3.1 Unfair average failure rates

Because failure_rate is influenced by distance driven and vehicle age (see Section A.1.2 Causal graph), a simple list of average failure rates by brand (Table 3.1) can be misleading. For example:

  1. Brands with relatively more vehicles in older models years will have “unfairly” higher failure rates.

  2. The lowest quality vehicles may be withdrawn from service relatively earlier than higher quality cars, “unfairly” reducing the lowest quality brands’ failure rates.

  3. If brands mostly offer expensive sports cars that are driven less than average, then these brands will have “unfairly” low failure rates.

Show the code
##| column: page-right

data_for_model |>
  summarize(avg_failure_rate = weighted.mean(failure_rate, w = inspection_count),
            model_years_in_data = paste0(min(model_year), "-", max(model_year)),
            .by = brand) |>
  arrange(avg_failure_rate) |>
  mutate(rank = rank(avg_failure_rate)) |>
  gt() |>
  tab_header(md("**Brands ranked by average failure rate over all model years**")) |>
  fmt_number(columns = avg_failure_rate,
             decimals = 2)
Table 3.1: Brands ranked by average failure rate (not a fair ranking)
Brands ranked by average failure rate over all model years
brand avg_failure_rate model_years_in_data rank
Porsche 0.09 2007-2018 1
Lexus 0.11 2007-2017 2
Suzuki 0.13 2007-2018 3
Toyota 0.13 2007-2018 4
Audi 0.14 2007-2018 5
Mini 0.15 2007-2018 6
Seat 0.16 2007-2018 7
Skoda 0.16 2007-2018 8
Honda 0.16 2007-2018 9
Tesla Motors 0.16 2015-2017 10
Mitsubishi 0.17 2007-2018 11
Volvo 0.17 2007-2018 12
VW 0.19 2007-2018 13
Opel 0.20 2007-2018 14
Subaru 0.21 2007-2018 15
Hyundai 0.21 2007-2018 16
Ford 0.21 2007-2018 17
BMW 0.22 2007-2018 18
MB 0.22 2007-2018 19
Kia 0.23 2007-2018 20
Jaguar Land Rover 0.23 2007-2017 21
Mazda 0.24 2007-2018 22
Nissan 0.27 2007-2018 23
Peugeot 0.28 2007-2018 24
Dacia 0.29 2010-2018 25
Renault 0.29 2007-2018 26
Citroen 0.30 2007-2018 27
Alfa Romeo 0.30 2007-2017 28
Fiat 0.31 2007-2017 29

3.2 Linear regressions

If we accept that inspection failure rate is a good proxy for brand quality, it’s possible to identify relative brand quality by accounting for these factors using regression analysis.

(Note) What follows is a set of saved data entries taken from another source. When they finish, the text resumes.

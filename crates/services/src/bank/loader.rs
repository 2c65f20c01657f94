use std::sync::Arc;

use serde::Serialize;
use tracing::{info, warn};

use quiz_core::model::{Question, QuestionDraft, QuestionId, TypeFilter};
use storage::BankSource;

use crate::error::LoadError;

/// The validated pool of questions a session draws from.
#[derive(Debug, Clone, PartialEq, Eq)]
pub struct QuestionBank {
    questions: Vec<Question>,
}

impl QuestionBank {
    #[must_use]
    pub fn new(questions: Vec<Question>) -> Self {
        Self { questions }
    }

    #[must_use]
    pub fn questions(&self) -> &[Question] {
        &self.questions
    }

    #[must_use]
    pub fn len(&self) -> usize {
        self.questions.len()
    }

    #[must_use]
    pub fn is_empty(&self) -> bool {
        self.questions.is_empty()
    }

    #[must_use]
    pub fn eligible_count(&self, filter: TypeFilter) -> usize {
        self.questions.iter().filter(|q| filter.admits(q)).count()
    }

    #[must_use]
    pub fn summary(&self) -> BankSummary {
        let multi = self.eligible_count(TypeFilter::Multi);
        BankSummary {
            total: self.len(),
            single: self.len() - multi,
            multi,
        }
    }
}

/// Counts reported by `app check` and the setup screen.
#[derive(Debug, Clone, Copy, PartialEq, Eq, Default, Serialize)]
pub struct BankSummary {
    pub total: usize,
    pub single: usize,
    pub multi: usize,
}

/// Result of a successful fetch. Zero entries is a distinct signal, not an error.
#[derive(Debug, Clone, PartialEq, Eq)]
pub enum BankLoad {
    Loaded(QuestionBank),
    Empty,
}

impl BankLoad {
    #[must_use]
    pub fn into_bank(self) -> Option<QuestionBank> {
        match self {
            BankLoad::Loaded(bank) => Some(bank),
            BankLoad::Empty => None,
        }
    }
}

/// Parse and validate a raw bank payload (a JSON array of question records).
///
/// # Errors
///
/// Returns `LoadError::Malformed` when the payload is not a JSON array of
/// records or a record fails validation.
pub fn parse_bank(payload: &[u8]) -> Result<BankLoad, LoadError> {
    let drafts: Vec<QuestionDraft> =
        serde_json::from_slice(payload).map_err(|err| LoadError::Malformed(err.to_string()))?;
    if drafts.is_empty() {
        return Ok(BankLoad::Empty);
    }

    let questions = drafts
        .into_iter()
        .enumerate()
        .map(|(index, draft)| {
            let id = QuestionId::new(u64::try_from(index).unwrap_or(u64::MAX));
            draft
                .validate(id)
                .map_err(|err| LoadError::Malformed(format!("record {index}: {err}")))
        })
        .collect::<Result<Vec<_>, _>>()?;

    Ok(BankLoad::Loaded(QuestionBank::new(questions)))
}

/// Fetches and validates the bank from its configured source.
#[derive(Clone)]
pub struct QuestionBankLoader {
    source: Arc<dyn BankSource>,
}

impl QuestionBankLoader {
    #[must_use]
    pub fn new(source: Arc<dyn BankSource>) -> Self {
        Self { source }
    }

    #[must_use]
    pub fn describe(&self) -> String {
        self.source.describe()
    }

    /// Fetch and validate the bank. No retry is attempted.
    ///
    /// # Errors
    ///
    /// Returns `LoadError::Unreachable` for transport failures and
    /// `LoadError::Malformed` for unparseable payloads.
    pub async fn load(&self) -> Result<BankLoad, LoadError> {
        let location = self.source.describe();
        let payload = self.source.fetch().await.map_err(|err| {
            warn!(%location, error = %err, "question bank fetch failed");
            LoadError::from(err)
        })?;

        let loaded = parse_bank(&payload).inspect_err(|err| {
            warn!(%location, error = %err, "question bank rejected");
        })?;

        match &loaded {
            BankLoad::Loaded(bank) => {
                let summary = bank.summary();
                info!(
                    %location,
                    total = summary.total,
                    single = summary.single,
                    multi = summary.multi,
                    "question bank loaded"
                );
            }
            BankLoad::Empty => info!(%location, "question bank is empty"),
        }
        Ok(loaded)
    }
}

3.2.1 The two simplest models

Show the code
mod1 <- data_for_model |>
  lm(failure_rate ~ vehicle_age,
     data = _)

mod2 <- data_for_model |>
  lm(failure_rate ~ median_km_driven_10K,
     data = _)

According to Table 3.2

  • For every one year increase in vehicle_age, the failure_rate went up by 2.5%.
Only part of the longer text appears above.